- TASK DETAILS -
Search the entries below for "given". Report each line where it occurs.

- DATA IN THIS EXERCISE -
--- START ---
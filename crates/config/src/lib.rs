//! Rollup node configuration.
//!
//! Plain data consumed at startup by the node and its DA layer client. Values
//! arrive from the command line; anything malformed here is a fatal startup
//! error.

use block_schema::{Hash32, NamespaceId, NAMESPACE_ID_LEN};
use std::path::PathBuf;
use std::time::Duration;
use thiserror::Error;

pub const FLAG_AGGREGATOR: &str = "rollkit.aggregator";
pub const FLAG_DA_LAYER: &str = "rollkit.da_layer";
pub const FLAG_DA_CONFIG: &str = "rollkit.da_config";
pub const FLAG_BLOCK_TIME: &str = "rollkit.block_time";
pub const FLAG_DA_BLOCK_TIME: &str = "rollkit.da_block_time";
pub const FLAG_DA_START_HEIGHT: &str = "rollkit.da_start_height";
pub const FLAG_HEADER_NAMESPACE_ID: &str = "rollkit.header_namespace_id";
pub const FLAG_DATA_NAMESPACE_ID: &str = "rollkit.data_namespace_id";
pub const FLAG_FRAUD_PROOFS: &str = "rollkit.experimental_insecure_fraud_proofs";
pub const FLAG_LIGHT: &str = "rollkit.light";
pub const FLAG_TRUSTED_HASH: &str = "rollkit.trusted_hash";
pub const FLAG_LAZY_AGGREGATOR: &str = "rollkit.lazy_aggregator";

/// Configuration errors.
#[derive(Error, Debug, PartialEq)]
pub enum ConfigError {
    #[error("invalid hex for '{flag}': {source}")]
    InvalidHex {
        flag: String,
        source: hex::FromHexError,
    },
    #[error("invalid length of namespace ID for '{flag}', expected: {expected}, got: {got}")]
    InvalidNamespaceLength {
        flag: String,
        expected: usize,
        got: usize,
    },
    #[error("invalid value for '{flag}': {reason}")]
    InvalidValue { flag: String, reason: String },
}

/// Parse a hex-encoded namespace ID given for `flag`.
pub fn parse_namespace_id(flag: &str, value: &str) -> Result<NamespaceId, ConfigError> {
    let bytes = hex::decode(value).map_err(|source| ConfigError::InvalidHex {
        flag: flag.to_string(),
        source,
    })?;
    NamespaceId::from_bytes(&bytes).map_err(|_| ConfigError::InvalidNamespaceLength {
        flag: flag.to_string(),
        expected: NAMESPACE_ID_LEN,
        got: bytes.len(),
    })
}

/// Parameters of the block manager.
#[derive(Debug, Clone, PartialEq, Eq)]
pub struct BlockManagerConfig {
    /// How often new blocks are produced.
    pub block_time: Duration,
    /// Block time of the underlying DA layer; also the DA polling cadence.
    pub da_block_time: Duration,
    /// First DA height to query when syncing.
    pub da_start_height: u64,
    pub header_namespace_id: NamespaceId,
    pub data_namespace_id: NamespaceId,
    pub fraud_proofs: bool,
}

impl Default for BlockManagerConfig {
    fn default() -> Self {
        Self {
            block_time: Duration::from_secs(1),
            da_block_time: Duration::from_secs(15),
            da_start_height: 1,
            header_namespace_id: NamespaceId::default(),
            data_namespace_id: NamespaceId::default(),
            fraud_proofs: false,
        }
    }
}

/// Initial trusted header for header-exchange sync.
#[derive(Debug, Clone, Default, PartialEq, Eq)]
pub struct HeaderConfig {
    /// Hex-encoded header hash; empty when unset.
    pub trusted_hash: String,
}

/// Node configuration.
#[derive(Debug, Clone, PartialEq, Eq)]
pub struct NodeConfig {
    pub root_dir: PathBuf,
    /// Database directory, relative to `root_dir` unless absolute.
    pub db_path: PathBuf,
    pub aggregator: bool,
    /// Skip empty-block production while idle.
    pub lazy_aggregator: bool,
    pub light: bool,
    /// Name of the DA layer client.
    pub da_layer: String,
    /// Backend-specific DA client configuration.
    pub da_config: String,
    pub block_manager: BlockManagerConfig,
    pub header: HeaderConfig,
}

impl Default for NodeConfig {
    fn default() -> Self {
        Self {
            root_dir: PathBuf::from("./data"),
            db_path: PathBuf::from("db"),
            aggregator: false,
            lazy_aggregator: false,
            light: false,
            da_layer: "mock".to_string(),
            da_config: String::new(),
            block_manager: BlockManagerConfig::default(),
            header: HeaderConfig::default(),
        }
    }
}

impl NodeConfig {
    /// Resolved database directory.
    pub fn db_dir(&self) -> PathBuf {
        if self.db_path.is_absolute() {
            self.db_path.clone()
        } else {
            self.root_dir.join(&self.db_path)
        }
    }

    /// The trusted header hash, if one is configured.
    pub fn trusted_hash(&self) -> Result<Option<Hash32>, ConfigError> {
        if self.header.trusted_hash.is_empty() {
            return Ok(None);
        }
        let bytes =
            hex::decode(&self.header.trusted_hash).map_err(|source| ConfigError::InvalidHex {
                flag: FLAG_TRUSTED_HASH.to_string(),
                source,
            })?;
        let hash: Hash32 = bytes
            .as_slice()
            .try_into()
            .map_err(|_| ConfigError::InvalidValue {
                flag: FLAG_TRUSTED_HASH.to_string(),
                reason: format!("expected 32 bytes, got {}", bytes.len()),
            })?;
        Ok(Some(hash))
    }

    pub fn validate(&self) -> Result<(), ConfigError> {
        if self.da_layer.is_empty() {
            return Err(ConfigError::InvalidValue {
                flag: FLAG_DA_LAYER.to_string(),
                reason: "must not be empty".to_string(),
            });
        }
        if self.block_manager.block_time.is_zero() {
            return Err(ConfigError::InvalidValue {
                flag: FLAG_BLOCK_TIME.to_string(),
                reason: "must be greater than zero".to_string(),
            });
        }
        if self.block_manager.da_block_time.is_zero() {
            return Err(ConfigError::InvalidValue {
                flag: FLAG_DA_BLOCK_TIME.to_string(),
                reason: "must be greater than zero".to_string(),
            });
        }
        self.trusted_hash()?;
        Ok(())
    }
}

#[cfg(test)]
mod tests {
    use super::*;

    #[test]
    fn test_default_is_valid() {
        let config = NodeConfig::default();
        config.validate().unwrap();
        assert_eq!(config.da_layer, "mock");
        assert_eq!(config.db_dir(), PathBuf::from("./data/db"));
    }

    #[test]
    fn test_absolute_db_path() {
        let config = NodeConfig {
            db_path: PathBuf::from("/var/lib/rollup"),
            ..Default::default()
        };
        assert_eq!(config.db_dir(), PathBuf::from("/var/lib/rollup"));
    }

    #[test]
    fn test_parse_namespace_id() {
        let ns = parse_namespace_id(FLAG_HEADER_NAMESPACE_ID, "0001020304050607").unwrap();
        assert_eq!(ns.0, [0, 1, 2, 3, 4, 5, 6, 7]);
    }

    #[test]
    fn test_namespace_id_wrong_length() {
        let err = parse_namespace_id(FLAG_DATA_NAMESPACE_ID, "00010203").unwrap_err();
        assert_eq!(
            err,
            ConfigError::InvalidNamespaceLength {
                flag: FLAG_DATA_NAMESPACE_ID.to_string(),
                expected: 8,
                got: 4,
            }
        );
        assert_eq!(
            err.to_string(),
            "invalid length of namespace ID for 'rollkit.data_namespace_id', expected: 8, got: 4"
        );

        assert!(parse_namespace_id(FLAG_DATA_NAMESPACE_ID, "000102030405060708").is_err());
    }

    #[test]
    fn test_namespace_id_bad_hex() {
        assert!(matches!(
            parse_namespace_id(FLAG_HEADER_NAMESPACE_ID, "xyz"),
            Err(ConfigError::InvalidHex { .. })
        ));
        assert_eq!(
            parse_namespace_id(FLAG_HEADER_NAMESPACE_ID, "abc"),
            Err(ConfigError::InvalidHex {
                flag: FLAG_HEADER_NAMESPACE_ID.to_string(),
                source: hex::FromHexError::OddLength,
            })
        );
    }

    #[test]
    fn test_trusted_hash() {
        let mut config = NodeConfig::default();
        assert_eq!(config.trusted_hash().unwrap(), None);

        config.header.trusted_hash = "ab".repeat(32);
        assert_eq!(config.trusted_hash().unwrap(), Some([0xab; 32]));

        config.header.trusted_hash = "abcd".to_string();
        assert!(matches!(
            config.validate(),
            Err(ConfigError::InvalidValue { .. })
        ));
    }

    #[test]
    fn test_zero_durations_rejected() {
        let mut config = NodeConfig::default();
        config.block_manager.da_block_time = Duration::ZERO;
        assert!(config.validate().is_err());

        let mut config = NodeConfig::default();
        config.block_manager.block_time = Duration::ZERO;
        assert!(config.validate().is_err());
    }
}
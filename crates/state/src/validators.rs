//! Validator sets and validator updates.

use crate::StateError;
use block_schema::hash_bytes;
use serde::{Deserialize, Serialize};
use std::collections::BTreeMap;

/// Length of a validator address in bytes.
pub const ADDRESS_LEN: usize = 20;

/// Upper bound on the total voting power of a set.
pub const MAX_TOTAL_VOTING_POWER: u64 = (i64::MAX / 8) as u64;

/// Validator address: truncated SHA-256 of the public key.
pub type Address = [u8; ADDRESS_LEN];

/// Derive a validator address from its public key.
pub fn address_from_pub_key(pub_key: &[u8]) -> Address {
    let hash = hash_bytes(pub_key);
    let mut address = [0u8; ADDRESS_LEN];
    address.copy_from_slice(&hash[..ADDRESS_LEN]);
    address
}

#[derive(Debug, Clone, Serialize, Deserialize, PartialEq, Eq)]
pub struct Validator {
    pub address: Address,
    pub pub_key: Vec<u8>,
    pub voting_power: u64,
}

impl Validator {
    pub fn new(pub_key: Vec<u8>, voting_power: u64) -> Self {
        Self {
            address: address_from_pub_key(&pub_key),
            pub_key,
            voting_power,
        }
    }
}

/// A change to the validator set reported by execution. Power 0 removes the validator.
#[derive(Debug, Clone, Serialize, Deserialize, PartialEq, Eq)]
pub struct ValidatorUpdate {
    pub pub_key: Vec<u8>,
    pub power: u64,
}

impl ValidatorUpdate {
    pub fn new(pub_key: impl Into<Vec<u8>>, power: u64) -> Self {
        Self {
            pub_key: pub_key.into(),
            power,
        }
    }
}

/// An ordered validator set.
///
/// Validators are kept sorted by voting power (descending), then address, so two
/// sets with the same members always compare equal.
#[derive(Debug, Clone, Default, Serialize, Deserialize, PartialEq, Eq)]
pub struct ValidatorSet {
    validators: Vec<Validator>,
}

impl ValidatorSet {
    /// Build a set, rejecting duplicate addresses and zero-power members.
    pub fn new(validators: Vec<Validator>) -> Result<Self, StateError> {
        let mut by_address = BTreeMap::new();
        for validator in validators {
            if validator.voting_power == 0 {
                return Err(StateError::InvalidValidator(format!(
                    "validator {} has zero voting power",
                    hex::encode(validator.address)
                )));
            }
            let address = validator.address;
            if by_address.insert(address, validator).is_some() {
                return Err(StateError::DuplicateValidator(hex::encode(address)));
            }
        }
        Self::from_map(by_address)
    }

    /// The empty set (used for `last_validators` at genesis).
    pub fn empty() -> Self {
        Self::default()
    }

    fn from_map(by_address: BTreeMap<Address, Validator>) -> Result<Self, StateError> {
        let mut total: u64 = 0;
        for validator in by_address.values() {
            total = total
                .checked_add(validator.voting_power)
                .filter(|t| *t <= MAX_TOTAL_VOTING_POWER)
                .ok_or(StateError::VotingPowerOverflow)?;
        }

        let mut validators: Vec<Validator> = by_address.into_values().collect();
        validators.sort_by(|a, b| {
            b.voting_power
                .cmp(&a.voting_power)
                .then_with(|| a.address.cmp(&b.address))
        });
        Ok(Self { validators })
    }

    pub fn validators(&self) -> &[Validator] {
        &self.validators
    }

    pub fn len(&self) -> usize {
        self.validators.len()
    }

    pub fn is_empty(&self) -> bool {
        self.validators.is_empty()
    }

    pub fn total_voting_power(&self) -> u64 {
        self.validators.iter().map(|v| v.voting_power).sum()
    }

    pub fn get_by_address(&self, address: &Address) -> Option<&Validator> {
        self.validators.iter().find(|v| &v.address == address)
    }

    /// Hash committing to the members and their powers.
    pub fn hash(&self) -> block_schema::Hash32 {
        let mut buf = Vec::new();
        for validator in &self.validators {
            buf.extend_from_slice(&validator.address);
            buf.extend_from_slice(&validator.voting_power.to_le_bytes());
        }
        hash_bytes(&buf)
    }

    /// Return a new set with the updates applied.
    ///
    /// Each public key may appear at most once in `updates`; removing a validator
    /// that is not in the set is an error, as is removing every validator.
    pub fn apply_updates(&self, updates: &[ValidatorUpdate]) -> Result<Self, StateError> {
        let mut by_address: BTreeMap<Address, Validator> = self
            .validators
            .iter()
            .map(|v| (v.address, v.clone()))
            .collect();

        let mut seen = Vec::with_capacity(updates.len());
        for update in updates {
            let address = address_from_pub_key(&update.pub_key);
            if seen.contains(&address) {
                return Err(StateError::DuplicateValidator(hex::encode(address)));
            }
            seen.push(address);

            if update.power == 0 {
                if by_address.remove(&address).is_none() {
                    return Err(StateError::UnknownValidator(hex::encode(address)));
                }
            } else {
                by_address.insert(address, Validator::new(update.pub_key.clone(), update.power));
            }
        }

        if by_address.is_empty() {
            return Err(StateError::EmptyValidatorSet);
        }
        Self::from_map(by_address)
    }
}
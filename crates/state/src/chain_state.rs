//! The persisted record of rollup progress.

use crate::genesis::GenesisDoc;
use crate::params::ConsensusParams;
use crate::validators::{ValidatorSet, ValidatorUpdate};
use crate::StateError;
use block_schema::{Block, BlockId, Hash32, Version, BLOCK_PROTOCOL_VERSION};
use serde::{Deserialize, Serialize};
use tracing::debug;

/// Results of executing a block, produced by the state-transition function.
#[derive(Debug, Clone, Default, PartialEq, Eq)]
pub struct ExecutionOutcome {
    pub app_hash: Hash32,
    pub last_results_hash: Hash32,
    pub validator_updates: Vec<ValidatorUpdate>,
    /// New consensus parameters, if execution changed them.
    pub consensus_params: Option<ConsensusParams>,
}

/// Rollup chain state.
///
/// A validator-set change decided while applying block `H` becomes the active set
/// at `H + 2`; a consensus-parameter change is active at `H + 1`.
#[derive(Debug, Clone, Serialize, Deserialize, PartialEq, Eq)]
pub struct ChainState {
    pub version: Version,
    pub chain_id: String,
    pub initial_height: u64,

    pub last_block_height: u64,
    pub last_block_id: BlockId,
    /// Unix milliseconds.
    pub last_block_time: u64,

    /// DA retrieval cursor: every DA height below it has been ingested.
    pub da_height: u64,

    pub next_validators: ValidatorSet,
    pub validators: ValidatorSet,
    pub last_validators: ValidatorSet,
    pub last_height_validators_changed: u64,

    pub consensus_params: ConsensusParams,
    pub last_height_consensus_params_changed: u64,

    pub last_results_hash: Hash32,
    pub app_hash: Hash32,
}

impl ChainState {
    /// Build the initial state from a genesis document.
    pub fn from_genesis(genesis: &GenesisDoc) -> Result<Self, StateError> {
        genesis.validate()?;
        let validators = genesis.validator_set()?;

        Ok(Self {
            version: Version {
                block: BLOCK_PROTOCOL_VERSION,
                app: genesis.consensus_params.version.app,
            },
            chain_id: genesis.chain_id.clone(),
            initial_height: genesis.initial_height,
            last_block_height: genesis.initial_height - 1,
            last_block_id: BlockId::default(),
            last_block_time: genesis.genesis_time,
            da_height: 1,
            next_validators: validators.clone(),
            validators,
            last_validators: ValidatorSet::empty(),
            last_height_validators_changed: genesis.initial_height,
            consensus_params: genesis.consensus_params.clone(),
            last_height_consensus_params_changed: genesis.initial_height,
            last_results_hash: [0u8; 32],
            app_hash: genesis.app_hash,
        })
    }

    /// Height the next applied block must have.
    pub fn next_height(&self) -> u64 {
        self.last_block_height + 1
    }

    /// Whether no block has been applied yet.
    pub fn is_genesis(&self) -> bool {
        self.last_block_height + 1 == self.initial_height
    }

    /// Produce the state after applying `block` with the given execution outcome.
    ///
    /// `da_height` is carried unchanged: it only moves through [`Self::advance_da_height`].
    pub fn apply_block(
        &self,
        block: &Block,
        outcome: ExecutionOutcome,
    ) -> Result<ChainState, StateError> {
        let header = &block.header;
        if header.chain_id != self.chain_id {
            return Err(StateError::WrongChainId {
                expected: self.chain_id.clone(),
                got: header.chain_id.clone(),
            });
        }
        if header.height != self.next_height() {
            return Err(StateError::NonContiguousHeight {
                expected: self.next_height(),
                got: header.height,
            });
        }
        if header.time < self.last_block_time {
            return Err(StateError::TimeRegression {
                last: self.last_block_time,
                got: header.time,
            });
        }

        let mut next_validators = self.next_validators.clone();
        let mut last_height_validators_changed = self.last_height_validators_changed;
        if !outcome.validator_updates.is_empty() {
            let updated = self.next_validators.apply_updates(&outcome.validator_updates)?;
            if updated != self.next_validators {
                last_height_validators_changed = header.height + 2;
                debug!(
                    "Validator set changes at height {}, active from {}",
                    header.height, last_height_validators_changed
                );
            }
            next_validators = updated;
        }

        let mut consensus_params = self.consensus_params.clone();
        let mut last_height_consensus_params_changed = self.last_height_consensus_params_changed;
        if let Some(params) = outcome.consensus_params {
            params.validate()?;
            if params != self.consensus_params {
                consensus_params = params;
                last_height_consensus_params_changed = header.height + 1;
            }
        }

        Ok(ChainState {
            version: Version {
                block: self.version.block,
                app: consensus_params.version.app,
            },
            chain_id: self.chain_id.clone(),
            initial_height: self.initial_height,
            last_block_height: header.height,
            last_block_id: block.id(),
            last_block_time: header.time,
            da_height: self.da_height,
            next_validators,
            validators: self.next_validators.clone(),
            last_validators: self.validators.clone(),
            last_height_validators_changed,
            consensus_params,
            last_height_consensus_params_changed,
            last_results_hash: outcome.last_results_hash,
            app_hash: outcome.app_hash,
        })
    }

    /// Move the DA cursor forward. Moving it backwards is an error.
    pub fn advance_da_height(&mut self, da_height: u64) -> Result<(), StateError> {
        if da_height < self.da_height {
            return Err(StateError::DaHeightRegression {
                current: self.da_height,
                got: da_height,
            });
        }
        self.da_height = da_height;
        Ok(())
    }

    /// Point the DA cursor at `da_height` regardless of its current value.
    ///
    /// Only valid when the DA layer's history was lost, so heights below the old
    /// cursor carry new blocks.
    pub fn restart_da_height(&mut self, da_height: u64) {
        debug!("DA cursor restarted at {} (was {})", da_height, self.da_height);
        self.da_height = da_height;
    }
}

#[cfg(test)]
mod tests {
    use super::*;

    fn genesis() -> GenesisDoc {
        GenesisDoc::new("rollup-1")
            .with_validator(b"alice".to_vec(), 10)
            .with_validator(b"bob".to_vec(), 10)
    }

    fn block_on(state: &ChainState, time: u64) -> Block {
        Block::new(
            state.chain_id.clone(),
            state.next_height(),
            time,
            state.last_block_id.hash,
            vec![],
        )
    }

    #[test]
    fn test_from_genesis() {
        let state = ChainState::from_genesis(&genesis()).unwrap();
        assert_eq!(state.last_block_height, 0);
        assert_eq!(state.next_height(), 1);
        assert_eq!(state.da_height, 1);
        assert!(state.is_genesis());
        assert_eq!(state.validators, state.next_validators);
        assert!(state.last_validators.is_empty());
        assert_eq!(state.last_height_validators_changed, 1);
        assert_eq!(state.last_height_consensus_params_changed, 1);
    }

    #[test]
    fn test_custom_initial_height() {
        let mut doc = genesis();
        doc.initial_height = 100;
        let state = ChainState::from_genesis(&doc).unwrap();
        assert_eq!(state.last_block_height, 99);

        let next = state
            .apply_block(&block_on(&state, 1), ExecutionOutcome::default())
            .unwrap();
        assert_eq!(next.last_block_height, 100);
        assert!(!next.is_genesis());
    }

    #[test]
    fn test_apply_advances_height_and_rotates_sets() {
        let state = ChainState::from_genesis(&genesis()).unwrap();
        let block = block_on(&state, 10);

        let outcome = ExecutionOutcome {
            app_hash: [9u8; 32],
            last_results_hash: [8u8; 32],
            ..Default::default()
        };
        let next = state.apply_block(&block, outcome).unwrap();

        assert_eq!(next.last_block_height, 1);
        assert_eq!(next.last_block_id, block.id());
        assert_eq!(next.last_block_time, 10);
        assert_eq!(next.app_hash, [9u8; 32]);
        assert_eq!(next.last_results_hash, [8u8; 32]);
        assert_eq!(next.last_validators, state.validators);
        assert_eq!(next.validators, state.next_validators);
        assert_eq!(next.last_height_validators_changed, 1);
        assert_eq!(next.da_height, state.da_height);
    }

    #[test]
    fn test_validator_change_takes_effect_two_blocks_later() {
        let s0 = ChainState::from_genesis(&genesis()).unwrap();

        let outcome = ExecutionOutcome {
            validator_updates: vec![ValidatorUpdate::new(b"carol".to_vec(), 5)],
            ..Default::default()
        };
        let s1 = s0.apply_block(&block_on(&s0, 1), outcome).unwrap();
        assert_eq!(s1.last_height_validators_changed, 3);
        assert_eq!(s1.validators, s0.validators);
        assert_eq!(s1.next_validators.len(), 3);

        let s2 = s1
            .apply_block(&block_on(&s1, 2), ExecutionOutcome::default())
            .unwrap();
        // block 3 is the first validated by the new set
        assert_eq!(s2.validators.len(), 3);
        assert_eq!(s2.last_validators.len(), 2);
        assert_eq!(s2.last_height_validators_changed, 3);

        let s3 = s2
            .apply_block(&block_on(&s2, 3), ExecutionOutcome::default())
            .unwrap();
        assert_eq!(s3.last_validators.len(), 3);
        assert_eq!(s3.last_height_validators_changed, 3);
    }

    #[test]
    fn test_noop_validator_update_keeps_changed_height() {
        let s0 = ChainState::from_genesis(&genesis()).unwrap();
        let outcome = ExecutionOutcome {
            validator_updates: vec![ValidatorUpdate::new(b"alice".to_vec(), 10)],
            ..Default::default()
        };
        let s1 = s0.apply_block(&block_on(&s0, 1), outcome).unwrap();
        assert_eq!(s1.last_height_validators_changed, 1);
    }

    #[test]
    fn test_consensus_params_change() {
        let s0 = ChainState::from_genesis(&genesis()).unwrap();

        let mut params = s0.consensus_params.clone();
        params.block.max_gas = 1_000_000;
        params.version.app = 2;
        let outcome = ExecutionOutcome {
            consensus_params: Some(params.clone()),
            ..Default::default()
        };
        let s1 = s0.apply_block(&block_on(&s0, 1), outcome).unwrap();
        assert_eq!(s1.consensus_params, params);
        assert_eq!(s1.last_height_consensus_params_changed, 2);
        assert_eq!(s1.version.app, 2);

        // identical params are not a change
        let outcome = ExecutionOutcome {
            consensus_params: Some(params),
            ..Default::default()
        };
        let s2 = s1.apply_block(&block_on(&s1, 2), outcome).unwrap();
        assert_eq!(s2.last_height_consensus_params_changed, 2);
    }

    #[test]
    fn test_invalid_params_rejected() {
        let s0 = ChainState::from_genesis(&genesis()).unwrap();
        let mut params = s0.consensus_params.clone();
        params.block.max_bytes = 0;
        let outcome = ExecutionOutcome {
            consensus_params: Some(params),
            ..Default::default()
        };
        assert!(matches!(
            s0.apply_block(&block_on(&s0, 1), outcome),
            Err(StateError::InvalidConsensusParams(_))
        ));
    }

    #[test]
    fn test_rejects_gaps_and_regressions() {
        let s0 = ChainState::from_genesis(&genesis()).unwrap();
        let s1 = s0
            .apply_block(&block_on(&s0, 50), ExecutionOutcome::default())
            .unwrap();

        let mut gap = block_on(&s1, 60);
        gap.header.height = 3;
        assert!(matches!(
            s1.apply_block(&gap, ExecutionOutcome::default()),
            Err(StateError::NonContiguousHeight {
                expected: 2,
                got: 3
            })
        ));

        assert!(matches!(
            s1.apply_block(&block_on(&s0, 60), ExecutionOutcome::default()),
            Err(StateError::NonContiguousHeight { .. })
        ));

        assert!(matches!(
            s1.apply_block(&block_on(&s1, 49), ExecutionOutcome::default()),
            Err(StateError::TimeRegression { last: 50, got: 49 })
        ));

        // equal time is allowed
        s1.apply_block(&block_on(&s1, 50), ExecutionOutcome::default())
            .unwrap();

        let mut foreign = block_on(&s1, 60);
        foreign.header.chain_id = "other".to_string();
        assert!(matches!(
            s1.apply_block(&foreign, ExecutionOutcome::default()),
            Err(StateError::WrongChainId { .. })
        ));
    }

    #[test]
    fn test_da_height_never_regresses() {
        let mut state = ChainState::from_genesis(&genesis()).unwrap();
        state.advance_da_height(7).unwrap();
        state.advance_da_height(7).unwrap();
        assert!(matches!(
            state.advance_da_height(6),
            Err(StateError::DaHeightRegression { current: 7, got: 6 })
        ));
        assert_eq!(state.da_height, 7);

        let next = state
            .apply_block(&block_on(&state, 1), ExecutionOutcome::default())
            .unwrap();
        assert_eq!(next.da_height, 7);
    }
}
--- END ---
- EXERCISE RESULT -
/// Parse a hex-encoded namespace ID given for `flag`.
    /// Produce the state after applying `block` with the given execution outcome.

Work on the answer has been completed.